Billig H, Furuta I, Hsueh A J
Department of Gynecology and Obstetrics, Stanford University School of Medicine, California 94305-5317.
Endocrinology. 1994 Jan;134(1):245-52. doi: 10.1210/endo.134.1.8275940.
The majority of ovarian follicles undergo atresia through a mechanism involving apoptotic cell death. Although GnRH and its agonists have been shown to suppress ovarian growth and differentiation in hypophysectomized rats, studies on the induction of follicle atresia by GnRH are contradictory. In the present study, the direct effect of GnRH on the occurrence of apoptosis in the ovary was investigated in hypophysectomized estrogen-treated immature rats. Starting 2 days after operation and estrogen capsule implantation, rats were treated with a GnRH agonist (GnRHa; [desGly10,D-Phe6,Pro9-N-ethylamide] GnRH; 50 micrograms/injection, twice daily). Total ovarian DNA was isolated 48 h later, labeled at the 3'ends with [32P]dideoxy ATP, and size-fractionated. Compared to that in control animals, treatment with GnRHa increased DNA fragmentation in multiples of 180 basepairs, a hallmark of apoptosis, demonstrating that GnRH directly increases ovarian apoptotic cell demise. In contrast, FSH treatment (10 micrograms/injection, twice daily) decreased apoptotic DNA fragmentation, and the antiapoptotic effect of FSH was partially blocked by concomitant treatment with GnRHa.
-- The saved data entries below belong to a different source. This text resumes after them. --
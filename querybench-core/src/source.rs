use async_trait::async_trait;
use serde_json::Value as JsonValue;

use crate::error::{QueryError, SourceError};

/// Connection provider for query operations.
///
/// The execution unit acquires one handle per call and hands it back through
/// [`DataSource::release`] on every exit path, so a pooled connection never
/// outlives the call that checked it out.
#[async_trait]
pub trait DataSource: Send + Sync + 'static {
    type Handle: Send + 'static;

    async fn acquire(&self) -> Result<Self::Handle, SourceError>;

    async fn release(&self, handle: Self::Handle) -> Result<(), SourceError>;
}

/// A parameterless read operation. All parameterization happens at construction time.
#[async_trait]
pub trait Query<S: DataSource>: Send + Sync {
    async fn run(&self, handle: &mut S::Handle) -> Result<JsonValue, QueryError>;
}
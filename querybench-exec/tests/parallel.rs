use std::sync::atomic::{AtomicUsize, Ordering};
use std::sync::Arc;
use std::time::Duration;

use async_trait::async_trait;
use querybench_core::{Catalog, ExecutionMode, Query, QueryError, QueryOperation};
use querybench_exec::synthetic::{synthetic_catalog, SyntheticHandle, SyntheticQuery, SyntheticSource};
use querybench_exec::{ExecError, ExecutorConfig, ParallelExecutor, PoolError, WorkerCommand};
use serde_json::{json, Value as JsonValue};

fn threaded(source: Arc<SyntheticSource>) -> ParallelExecutor<SyntheticSource> {
    ParallelExecutor::new(ExecutionMode::Threaded, source, ExecutorConfig::default())
}

fn ops(n: usize) -> Vec<QueryOperation<SyntheticSource>> {
    synthetic_catalog().unwrap().generate(n).unwrap()
}

#[tokio::test]
async fn twelve_queries_in_batches_of_five() {
    let source = Arc::new(SyntheticSource::new());
    let operations = ops(12);
    assert_eq!(operations[0].name(), operations[4].name());
    assert_eq!(operations[4].name(), operations[8].name());

    let run = threaded(source.clone())
        .execute_with_outcomes(&operations, 2, Some(5))
        .await
        .unwrap();

    assert_eq!(run.batch_lens, vec![5, 5, 2]);
    assert_eq!(run.metrics.success_count + run.metrics.error_count, 12);
    assert_eq!(run.metrics.total_queries, 12);
    assert_eq!(run.metrics.worker_count, 2);
    assert_eq!(run.metrics.batch_size, 5);
    assert_eq!(source.outstanding(), 0);
}

#[tokio::test]
async fn outcomes_are_ordered_by_sequence_index() {
    let mut catalog = Catalog::new();
    catalog.register("slow", SyntheticQuery::delayed(30, json!("slow"))).unwrap();
    catalog.register("fast", SyntheticQuery::value(json!("fast"))).unwrap();
    let operations = catalog.generate(6).unwrap();

    let run = threaded(Arc::new(SyntheticSource::new()))
        .execute_with_outcomes(&operations, 6, None)
        .await
        .unwrap();

    let indices: Vec<usize> = run.outcomes.iter().map(|o| o.query_index).collect();
    assert_eq!(indices, vec![0, 1, 2, 3, 4, 5]);
    assert_eq!(run.outcomes[0].result, Some(json!("slow")));
    assert_eq!(run.outcomes[1].result, Some(json!("fast")));
}

#[tokio::test]
async fn one_failing_query_does_not_stop_the_batch() {
    let mut catalog = Catalog::new();
    catalog.register("ok", SyntheticQuery::delayed(2, json!(1))).unwrap();
    catalog.register("broken", SyntheticQuery::Fail("boom".into())).unwrap();
    let mut operations = vec![catalog.resolve("ok").unwrap().clone(); 9];
    operations.insert(4, catalog.resolve("broken").unwrap().clone());

    let run = threaded(Arc::new(SyntheticSource::new()))
        .execute_with_outcomes(&operations, 3, None)
        .await
        .unwrap();

    assert_eq!(run.metrics.success_count, 9);
    assert_eq!(run.metrics.error_count, 1);
    assert!(!run.outcomes[4].succeeded);
    assert_eq!(run.outcomes[4].error_message.as_deref(), Some("boom"));
}

#[tokio::test]
async fn all_failures_report_zero_timings() {
    let mut catalog = Catalog::new();
    catalog.register("broken", SyntheticQuery::Fail("nope".into())).unwrap();
    let operations = catalog.generate(7).unwrap();

    let m = threaded(Arc::new(SyntheticSource::new()))
        .execute(&operations, 2, Some(3))
        .await
        .unwrap();

    assert_eq!(m.success_count, 0);
    assert_eq!(m.error_count, 7);
    assert_eq!(m.avg_time_per_query, 0.0);
    assert_eq!(m.min_time, 0.0);
    assert_eq!(m.max_time, 0.0);
}

#[tokio::test]
async fn unset_batch_matches_full_batch_counts() {
    let mut catalog = Catalog::new();
    catalog.register("ok", SyntheticQuery::value(json!(1))).unwrap();
    catalog.register("broken", SyntheticQuery::Fail("x".into())).unwrap();
    catalog.register("ok2", SyntheticQuery::delayed(1, json!(2))).unwrap();
    let operations = catalog.generate(10).unwrap();
    let executor = threaded(Arc::new(SyntheticSource::new()));

    let unset = executor.execute_with_outcomes(&operations, 4, None).await.unwrap();
    let full = executor.execute_with_outcomes(&operations, 4, Some(10)).await.unwrap();

    assert_eq!(unset.batch_lens, vec![10]);
    assert_eq!(full.batch_lens, vec![10]);
    assert_eq!(unset.metrics.success_count, full.metrics.success_count);
    assert_eq!(unset.metrics.error_count, full.metrics.error_count);
    assert_eq!(unset.metrics.batch_size, 10);
}

struct InFlight {
    current: Arc<AtomicUsize>,
    peak: Arc<AtomicUsize>,
}

#[async_trait]
impl Query<SyntheticSource> for InFlight {
    async fn run(&self, _handle: &mut SyntheticHandle) -> Result<JsonValue, QueryError> {
        let now = self.current.fetch_add(1, Ordering::SeqCst) + 1;
        self.peak.fetch_max(now, Ordering::SeqCst);
        tokio::time::sleep(Duration::from_millis(10)).await;
        self.current.fetch_sub(1, Ordering::SeqCst);
        Ok(json!(null))
    }
}

#[tokio::test(flavor = "multi_thread", worker_threads = 4)]
async fn in_flight_queries_never_exceed_max_workers() {
    let peak = Arc::new(AtomicUsize::new(0));
    let mut catalog = Catalog::new();
    catalog
        .register(
            "tracked",
            InFlight {
                current: Arc::new(AtomicUsize::new(0)),
                peak: peak.clone(),
            },
        )
        .unwrap();
    let operations = catalog.generate(20).unwrap();

    let m = threaded(Arc::new(SyntheticSource::new()))
        .execute(&operations, 3, Some(8))
        .await
        .unwrap();

    assert_eq!(m.success_count, 20);
    let peak = peak.load(Ordering::SeqCst);
    assert!(peak <= 3, "peak concurrency {peak}");
    assert!(peak >= 1);
}

#[tokio::test]
async fn empty_sequence_is_a_legal_run() {
    let run = threaded(Arc::new(SyntheticSource::new()))
        .execute_with_outcomes(&[], 4, None)
        .await
        .unwrap();

    assert!(run.batch_lens.is_empty());
    assert_eq!(run.metrics.total_queries, 0);
    assert_eq!(run.metrics.success_count + run.metrics.error_count, 0);
}

#[tokio::test]
async fn zero_workers_or_zero_batch_is_rejected() {
    let executor = threaded(Arc::new(SyntheticSource::new()));
    let operations = ops(4);

    let err = executor.execute(&operations, 0, None).await.unwrap_err();
    assert!(matches!(err, ExecError::Pool(PoolError::ZeroWorkers)));

    let err = executor.execute(&operations, 2, Some(0)).await.unwrap_err();
    assert!(matches!(err, ExecError::ZeroBatchSize));
}

#[tokio::test]
async fn multiprocess_without_worker_command_fails_pool_start() {
    let executor = ParallelExecutor::new(
        ExecutionMode::MultiProcess,
        Arc::new(SyntheticSource::new()),
        ExecutorConfig::default(),
    );

    let err = executor.execute(&ops(4), 2, None).await.unwrap_err();
    assert!(matches!(err, ExecError::Pool(PoolError::NoWorkerCommand)));
}

#[tokio::test]
async fn multiprocess_spawn_failure_is_fatal() {
    let config = ExecutorConfig {
        worker_command: Some(WorkerCommand::new("/nonexistent/querybench-worker")),
        ..Default::default()
    };
    let executor =
        ParallelExecutor::new(ExecutionMode::MultiProcess, Arc::new(SyntheticSource::new()), config);

    let err = executor.execute(&ops(4), 2, None).await.unwrap_err();
    assert!(matches!(err, ExecError::Pool(PoolError::Spawn { slot: 0, .. })));
}

#[tokio::test]
async fn multiprocess_malformed_worker_response_is_fatal() {
    // `cat` echoes the request line back, which is not an outcome.
    let config = ExecutorConfig {
        worker_command: Some(WorkerCommand::new("cat")),
        ..Default::default()
    };
    let executor =
        ParallelExecutor::new(ExecutionMode::MultiProcess, Arc::new(SyntheticSource::new()), config);

    let err = executor.execute(&ops(3), 1, None).await.unwrap_err();
    assert!(matches!(err, ExecError::Pool(PoolError::Protocol { .. })));
}

#[tokio::test]
async fn multiprocess_inconsistent_outcome_is_fatal() {
    // Answers the first request with a success that still carries an error.
    let config = ExecutorConfig {
        worker_command: Some(WorkerCommand::new("sh").arg("-c").arg(
            r#"read line; echo '{"query_index":0,"succeeded":true,"elapsed_seconds":0.1,"error_message":"boom"}'"#,
        )),
        ..Default::default()
    };
    let executor =
        ParallelExecutor::new(ExecutionMode::MultiProcess, Arc::new(SyntheticSource::new()), config);

    let err = executor.execute(&ops(1), 1, None).await.unwrap_err();
    assert!(matches!(err, ExecError::Pool(PoolError::Protocol { slot: 0, .. })));
}
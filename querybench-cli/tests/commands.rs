use assert_cmd::Command;
use serde_json::Value;

fn querybench() -> Command {
    let mut cmd = Command::cargo_bin("querybench").unwrap();
    cmd.env_remove("QUERYBENCH_DATABASE_URL")
        .env_remove("DATABASE_URL")
        .env_remove("RUST_LOG");
    cmd
}

#[test]
fn lists_postgres_catalog_without_a_database() {
    let out = querybench()
        .args(["catalog", "--format", "json"])
        .assert()
        .success()
        .get_output()
        .stdout
        .clone();
    let listing: Value = serde_json::from_slice(&out).unwrap();
    assert_eq!(listing["catalog"], "postgres");
    let ops = listing["operations"].as_array().unwrap();
    assert_eq!(ops.len(), 12);
    assert_eq!(ops[0], "list_customers");
}

#[test]
fn lists_synthetic_catalog_as_text() {
    let out = querybench()
        .args(["catalog", "--catalog", "synthetic"])
        .assert()
        .success()
        .get_output()
        .stdout
        .clone();
    let text = String::from_utf8(out).unwrap();
    assert!(text.starts_with("synthetic (4 operations)"));
    assert!(text.contains("  count_rows"));
}

#[test]
fn worker_answers_requests_line_by_line() {
    let input = concat!(
        r#"{"index":3,"operation":"count_rows"}"#,
        "\n\n",
        r#"{"index":7,"operation":"no_such_query"}"#,
        "\n",
    );
    let out = querybench()
        .args(["worker", "--catalog", "synthetic"])
        .write_stdin(input)
        .assert()
        .success()
        .get_output()
        .stdout
        .clone();
    let outcomes: Vec<Value> = String::from_utf8(out)
        .unwrap()
        .lines()
        .map(|l| serde_json::from_str(l).unwrap())
        .collect();
    assert_eq!(outcomes.len(), 2);
    assert_eq!(outcomes[0]["query_index"], 3);
    assert_eq!(outcomes[0]["succeeded"], true);
    assert_eq!(outcomes[1]["query_index"], 7);
    assert_eq!(outcomes[1]["succeeded"], false);
    assert_eq!(outcomes[1]["error_message"], "unknown operation: no_such_query");
}

#[test]
fn worker_rejects_malformed_requests() {
    querybench()
        .args(["worker", "--catalog", "synthetic"])
        .write_stdin("not json\n")
        .assert()
        .failure()
        .code(4);
}

#[test]
fn migrate_without_database_url_fails() {
    querybench().arg("migrate").assert().failure().code(4);
}

#[test]
fn doctor_warns_without_database_url() {
    let out = querybench()
        .args(["doctor", "--format", "json"])
        .assert()
        .get_output()
        .stdout
        .clone();
    let result: Value = serde_json::from_slice(&out).unwrap();
    let checks = result["checks"].as_array().unwrap();
    assert_eq!(checks[0]["name"], "database");
    assert_eq!(checks[0]["status"], "warning");
    assert!(checks.iter().any(|c| c["name"] == "workers"));
}

#[test]
fn help_describes_every_public_subcommand() {
    let out = querybench().arg("--help").assert().success().get_output().stdout.clone();
    let help = String::from_utf8(out).unwrap();
    assert!(help.contains("Check database, schema, worker executable and resource sampling"));
    assert!(help.contains("Sweep the configuration grid"));
}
The apoptosis-inducing effect of GnRHa was time and dose dependent, with a significant increase seen after 24 h of treatment and a maximal 5.5-fold increase with 10 micrograms GnRHa/injection. Similar to studies using DNA isolated from whole ovaries, DNA obtained from isolated granulosa cells also showed a time- and dose-dependent increase in DNA fragmentation after GnRHa treatment. The effect on DNA fragmentation by GnRHa was mediated by ovarian GnRH receptors, because a potent GnRH receptor blocker, Azaline B, prevented GnRHa action. In addition, in situ end labeling of DNA using digoxigenin-dideoxy-UTP showed that DNA fragmentation was confined to the granulosa cells of preantral and antral follicles. No GnRHa-induced apoptosis was detected in granulosa cells of primary follicles or in thecal and interstitial cells. These data suggest that GnRH directly increases apoptotic cell death in the ovary, and the GnRH action is confined to the granulosa cells. These data provide a basis for future studies on the mechanism of follicular atresia and the regulation of ovarian endonuclease by GnRH.
大多数卵巢卵泡通过涉及凋亡性细胞死亡的机制发生闭锁。尽管促性腺激素释放激素(GnRH)及其激动剂已被证明可抑制垂体切除大鼠的卵巢生长和分化,但关于GnRH诱导卵泡闭锁的研究结果相互矛盾。在本研究中,我们在垂体切除并用雌激素处理的未成熟大鼠中研究了GnRH对卵巢凋亡发生的直接影响。在手术和植入雌激素胶囊2天后,大鼠用GnRH激动剂(GnRHa;[去甘氨酸10,D-苯丙氨酸6,脯氨酸9-N-乙酰胺]GnRH;50微克/注射,每日两次)进行处理。48小时后分离总卵巢DNA,用[32P]双脱氧ATP在3'末端进行标记,并进行大小分级分离。与对照动物相比,用GnRHa处理使180碱基对倍数的DNA片段化增加,这是凋亡的一个标志,表明GnRH直接增加卵巢凋亡性细胞死亡。相反,促卵泡激素(FSH)处理(10微克/注射,每日两次)减少了凋亡性DNA片段化,并且FSH的抗凋亡作用被同时给予GnRHa部分阻断。GnRHa的凋亡诱导作用具有时间和剂量依赖性,处理24小时后可见显著增加,10微克GnRHa/注射时最大增加5.5倍。与使用从整个卵巢分离的DNA的研究相似,从分离的颗粒细胞获得的DNA在GnRHa处理后也显示出DNA片段化的时间和剂量依赖性增加。GnRHa对DNA片段化的作用是由卵巢GnRH受体介导的,因为一种有效的GnRH受体阻滞剂阿扎林B可阻止GnRHa的作用。此外,使用地高辛标记的双脱氧UTP对DNA进行原位末端标记显示,DNA片段化局限于窦前卵泡和窦卵泡的颗粒细胞。在初级卵泡的颗粒细胞或卵泡膜细胞和间质细胞中未检测到GnRHa诱导的凋亡。这些数据表明GnRH直接增加卵巢中的凋亡性细胞死亡,并且GnRH的作用局限于颗粒细胞。这些数据为未来关于卵泡闭锁机制以及GnRH对卵巢核酸内切酶调节的研究提供了基础。